Ora la querelle riparte dal Consiglio di giurisdizione – Il ricorso per regolamento preventivo di giurisdizione era stato presentato da Paolo Armaroli, che alla Cassazione chiedeva che fosse dichiarata la sussistenza della giurisdizione del giudice ordinario o, in subordine, di quello amministrativo. Armaroli aveva già impugnato la delibera del luglio scorso, per effetto della quale il suo vitalizio da ex parlamentare era stato decurtato del 44,41%, davanti al Consiglio di Giurisdizione della Camera composto da Alberto Losacco del Pd, Stefania Ascari del M5s e Silvia Covolo della Lega. E’ lì che per il momento giace la querelle sui tagli, ed è lì che adesso riprenderà la battaglia. Il Consiglio rappresenta il primo grado: c’è anche un collegio di appello, presieduto da Andrea Colletti del M5S e costituito da 5 membri tra cui Laura Cavandoli della Lega, Cosimo Maria Ferri del Pd, Paola Frassinetti di Fdi e Laura Ravetto di Forza Italia.

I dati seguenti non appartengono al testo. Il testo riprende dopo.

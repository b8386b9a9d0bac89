//! HTTP-level tests for the weather provider client, run against a mock
//! weather/geocoding server.

use skycast_core::{
    AcquisitionError, Config, Coordinates, SnapshotCache, UnitSystem, WeatherClient,
};
use wiremock::matchers::{method, path, query_param};
use wiremock::{Mock, MockServer, ResponseTemplate};

const SEOUL: Coordinates = Coordinates { latitude: 37.57, longitude: 126.98 };

fn client_for(server: &MockServer) -> WeatherClient {
    let mut config = Config::default();
    config.set_api_key("TEST_KEY".into());
    client_with_config(server, &config)
}

fn client_with_config(server: &MockServer, config: &Config) -> WeatherClient {
    WeatherClient::new(config, SnapshotCache::in_memory()).with_endpoints(
        &format!("{}/weather", server.uri()),
        &format!("{}/geo/direct", server.uri()),
    )
}

fn seoul_conditions() -> serde_json::Value {
    serde_json::json!({
        "name": "Seoul",
        "sys": { "country": "KR", "sunrise": 1_700_000_000, "sunset": 1_700_040_000 },
        "main": { "temp": 21.3, "feels_like": 20.8, "humidity": 48 },
        "wind": { "speed": 2.1 },
        "weather": [{ "description": "clear sky", "icon": "01d" }]
    })
}

#[tokio::test]
async fn coordinate_fetch_maps_upstream_fields() {
    let server = MockServer::start().await;
    Mock::given(method("GET"))
        .and(path("/weather"))
        .and(query_param("lat", "37.57"))
        .and(query_param("lon", "126.98"))
        .and(query_param("units", "metric"))
        .and(query_param("appid", "TEST_KEY"))
        .respond_with(ResponseTemplate::new(200).set_body_json(seoul_conditions()))
        .expect(1)
        .mount(&server)
        .await;

    let client = client_for(&server);
    let snapshot = client.fetch_by_coordinates(SEOUL, UnitSystem::Metric).await.unwrap();

    assert_eq!(snapshot.location_name, "Seoul");
    assert_eq!(snapshot.country_code, "KR");
    assert_eq!(snapshot.temperature, 21.3);
    assert_eq!(snapshot.feels_like, 20.8);
    assert_eq!(snapshot.humidity, 48);
    assert_eq!(snapshot.wind_speed, 2.1);
    assert_eq!(snapshot.condition_description, "clear sky");
    assert_eq!(snapshot.condition_icon_id, "01d");
    assert_eq!(snapshot.sunrise_epoch, 1_700_000_000);
    assert_eq!(snapshot.sunset_epoch, 1_700_040_000);
    assert!(snapshot.fetched_at_epoch_ms > 0);
}

#[tokio::test]
async fn second_fetch_within_ttl_is_served_from_cache() {
    let server = MockServer::start().await;
    Mock::given(method("GET"))
        .and(path("/weather"))
        .respond_with(ResponseTemplate::new(200).set_body_json(seoul_conditions()))
        .expect(1)
        .mount(&server)
        .await;

    let client = client_for(&server);
    let first = client.fetch_by_coordinates(SEOUL, UnitSystem::Metric).await.unwrap();
    let second = client.fetch_by_coordinates(SEOUL, UnitSystem::Metric).await.unwrap();

    assert_eq!(first, second);
}

#[tokio::test]
async fn unit_system_is_part_of_the_cache_key() {
    let server = MockServer::start().await;
    Mock::given(method("GET"))
        .and(path("/weather"))
        .respond_with(ResponseTemplate::new(200).set_body_json(seoul_conditions()))
        .expect(2)
        .mount(&server)
        .await;

    let client = client_for(&server);
    client.fetch_by_coordinates(SEOUL, UnitSystem::Metric).await.unwrap();
    client.fetch_by_coordinates(SEOUL, UnitSystem::Imperial).await.unwrap();
}

#[tokio::test]
async fn missing_credential_fails_before_any_network_call() {
    let server = MockServer::start().await;
    Mock::given(method("GET"))
        .respond_with(ResponseTemplate::new(200).set_body_json(seoul_conditions()))
        .expect(0)
        .mount(&server)
        .await;

    let client = client_with_config(&server, &Config::default());

    let by_coords = client.fetch_by_coordinates(SEOUL, UnitSystem::Metric).await.unwrap_err();
    assert_eq!(by_coords, AcquisitionError::InvalidCredentials);
    assert!(!by_coords.is_retryable());

    let by_city = client.fetch_by_city("Seoul", UnitSystem::Metric).await.unwrap_err();
    assert_eq!(by_city, AcquisitionError::InvalidCredentials);
}

#[tokio::test]
async fn provider_status_401_maps_to_invalid_credentials() {
    let server = MockServer::start().await;
    Mock::given(method("GET"))
        .and(path("/weather"))
        .respond_with(ResponseTemplate::new(401))
        .mount(&server)
        .await;

    let client = client_for(&server);
    let err = client.fetch_by_coordinates(SEOUL, UnitSystem::Metric).await.unwrap_err();

    assert_eq!(err, AcquisitionError::InvalidCredentials);
    assert_eq!(err.code(), 401);
    assert!(!err.is_retryable());
}

#[tokio::test]
async fn provider_status_429_maps_to_rate_limited() {
    let server = MockServer::start().await;
    Mock::given(method("GET"))
        .and(path("/weather"))
        .respond_with(ResponseTemplate::new(429))
        .mount(&server)
        .await;

    let client = client_for(&server);
    let err = client.fetch_by_coordinates(SEOUL, UnitSystem::Metric).await.unwrap_err();

    assert_eq!(err, AcquisitionError::RateLimited);
    assert_eq!(err.code(), 429);
    assert!(err.is_retryable());
}

#[tokio::test]
async fn provider_status_5xx_maps_to_server_fault() {
    let server = MockServer::start().await;
    Mock::given(method("GET"))
        .and(path("/weather"))
        .respond_with(ResponseTemplate::new(503))
        .mount(&server)
        .await;

    let client = client_for(&server);
    let err = client.fetch_by_coordinates(SEOUL, UnitSystem::Metric).await.unwrap_err();

    assert_eq!(err, AcquisitionError::ServerFault(503));
    assert!(err.is_retryable());
}

#[tokio::test]
async fn city_search_uses_geocoded_coordinates() {
    let server = MockServer::start().await;
    Mock::given(method("GET"))
        .and(path("/geo/direct"))
        .and(query_param("q", "Busan"))
        .and(query_param("limit", "1"))
        .respond_with(ResponseTemplate::new(200).set_body_json(serde_json::json!([
            { "lat": 35.18, "lon": 129.07, "name": "Busan" }
        ])))
        .expect(1)
        .mount(&server)
        .await;
    Mock::given(method("GET"))
        .and(path("/weather"))
        .and(query_param("lat", "35.18"))
        .and(query_param("lon", "129.07"))
        .respond_with(ResponseTemplate::new(200).set_body_json(seoul_conditions()))
        .expect(1)
        .mount(&server)
        .await;

    let client = client_for(&server);
    let snapshot = client.fetch_by_city("Busan", UnitSystem::Metric).await.unwrap();
    assert_eq!(snapshot.location_name, "Seoul");
}

#[tokio::test]
async fn bare_hangul_name_retries_geocoding_with_suffix_once() {
    let server = MockServer::start().await;
    Mock::given(method("GET"))
        .and(path("/geo/direct"))
        .and(query_param("q", "서울"))
        .respond_with(ResponseTemplate::new(200).set_body_json(serde_json::json!([])))
        .expect(1)
        .mount(&server)
        .await;
    Mock::given(method("GET"))
        .and(path("/geo/direct"))
        .and(query_param("q", "서울시"))
        .respond_with(ResponseTemplate::new(200).set_body_json(serde_json::json!([
            { "lat": 37.57, "lon": 126.98, "name": "Seoul" }
        ])))
        .expect(1)
        .mount(&server)
        .await;
    Mock::given(method("GET"))
        .and(path("/weather"))
        .respond_with(ResponseTemplate::new(200).set_body_json(seoul_conditions()))
        .expect(1)
        .mount(&server)
        .await;

    let client = client_for(&server);
    let snapshot = client.fetch_by_city("서울", UnitSystem::Metric).await.unwrap();
    assert_eq!(snapshot.location_name, "Seoul");

    // Subsequent search for the same city is served from the city-keyed
    // cache entry: no further geocoding or weather calls (the mock
    // expectations above verify the counts on drop).
    let cached = client.fetch_by_city("서울", UnitSystem::Metric).await.unwrap();
    assert_eq!(cached, snapshot);
}

#[tokio::test]
async fn suffixed_hangul_name_is_not_retried() {
    let server = MockServer::start().await;
    Mock::given(method("GET"))
        .and(path("/geo/direct"))
        .and(query_param("q", "서울시"))
        .respond_with(ResponseTemplate::new(200).set_body_json(serde_json::json!([])))
        .expect(1)
        .mount(&server)
        .await;
    Mock::given(method("GET"))
        .and(path("/weather"))
        .respond_with(ResponseTemplate::new(200).set_body_json(seoul_conditions()))
        .expect(0)
        .mount(&server)
        .await;

    let client = client_for(&server);
    let err = client.fetch_by_city("서울시", UnitSystem::Metric).await.unwrap_err();
    assert!(matches!(err, AcquisitionError::CityNotFound(_)));
}

#[tokio::test]
async fn unmatched_latin_name_fails_without_weather_call() {
    let server = MockServer::start().await;
    Mock::given(method("GET"))
        .and(path("/geo/direct"))
        .and(query_param("q", "Nonexistentplace123"))
        .respond_with(ResponseTemplate::new(200).set_body_json(serde_json::json!([])))
        .expect(1)
        .mount(&server)
        .await;
    Mock::given(method("GET"))
        .and(path("/weather"))
        .respond_with(ResponseTemplate::new(200).set_body_json(seoul_conditions()))
        .expect(0)
        .mount(&server)
        .await;

    let client = client_for(&server);
    let err = client.fetch_by_city("Nonexistentplace123", UnitSystem::Metric).await.unwrap_err();

    assert_eq!(err, AcquisitionError::CityNotFound("Nonexistentplace123".to_string()));
    assert_eq!(err.code(), 404);
    assert!(err.is_retryable());
}

#[tokio::test]
async fn city_search_does_not_populate_the_coordinate_cache() {
    let server = MockServer::start().await;
    Mock::given(method("GET"))
        .and(path("/geo/direct"))
        .respond_with(ResponseTemplate::new(200).set_body_json(serde_json::json!([
            { "lat": 37.57, "lon": 126.98, "name": "Seoul" }
        ])))
        .mount(&server)
        .await;
    // One call for the city search, one for the later coordinate fetch.
    Mock::given(method("GET"))
        .and(path("/weather"))
        .respond_with(ResponseTemplate::new(200).set_body_json(seoul_conditions()))
        .expect(2)
        .mount(&server)
        .await;

    let client = client_for(&server);
    client.fetch_by_city("Seoul", UnitSystem::Metric).await.unwrap();
    client.fetch_by_coordinates(SEOUL, UnitSystem::Metric).await.unwrap();
}

#[tokio::test]
async fn geocoding_server_fault_is_translated() {
    let server = MockServer::start().await;
    Mock::given(method("GET"))
        .and(path("/geo/direct"))
        .respond_with(ResponseTemplate::new(500))
        .mount(&server)
        .await;

    let client = client_for(&server);
    let err = client.fetch_by_city("Seoul", UnitSystem::Metric).await.unwrap_err();
    assert_eq!(err, AcquisitionError::ServerFault(500));
}

#[tokio::test]
async fn language_setting_reaches_the_request() {
    let server = MockServer::start().await;
    Mock::given(method("GET"))
        .and(path("/weather"))
        .and(query_param("lang", "kr"))
        .respond_with(ResponseTemplate::new(200).set_body_json(seoul_conditions()))
        .expect(1)
        .mount(&server)
        .await;

    let mut config = Config::default();
    config.set_api_key("TEST_KEY".into());
    config.language = "kr".to_string();

    let client = client_with_config(&server, &config);
    client.fetch_by_coordinates(SEOUL, UnitSystem::Metric).await.unwrap();
}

Armaroli: “Qualsiasi ricorrente potrà adire la Corte Costituzionale in via incidentale” – E ora Armaroli vede nell’ordinanza della Cassazione che nega l’ammissibilità del suo ricorso “un bicchiere mezzo pieno”: “E’ vero che viene ribadito il principio dell’autodichia delle Camere, in base al quale Camera e Senato sono giudici legittimati in materia”, ma se “sono giudici, e non un plotone di esecuzione al quale farebbero pensare le parole del vice premier Luigi Di Maio che in tv aveva detto ‘rassegnatevi’ ai titolari di vitalizi, allora qualsiasi ricorrente potrà adire la Corte Costituzionale in via incidentale”.
L’ordinanza: “Gli organi di autodichia possono sollevare questioni di legittimità costituzionale” – Con l’ordinanza depositata oggi, la Suprema Corte ha bocciato il ricorso sottolineando che è “da escludere che in questa sede vi sia spazio per l’esame di una qualsiasi censura riguardante la misura e l’attribuzione degli assegni vitalizi degli ex parlamentari”. Infatti “non si profila l’eventualità che l’organo di autodichia al quale il ricorrente si è rivolto possa non decidere la controversia e che quindi l’attività già svolta in quella sede dal ricorrente possa risultare inutile“. Ma, si legge ancora nell’ordinanza, “l’esistenza di una sfera di autonomia speciale garantita alle Camere in cui va inserita l’autodichia in oggetto” non esclude “la legittimazione degli organi di autodichia a sollevare questioni di legittimità costituzionale delle norme di legge cui le fonti di autonomia effettuino rinvio”.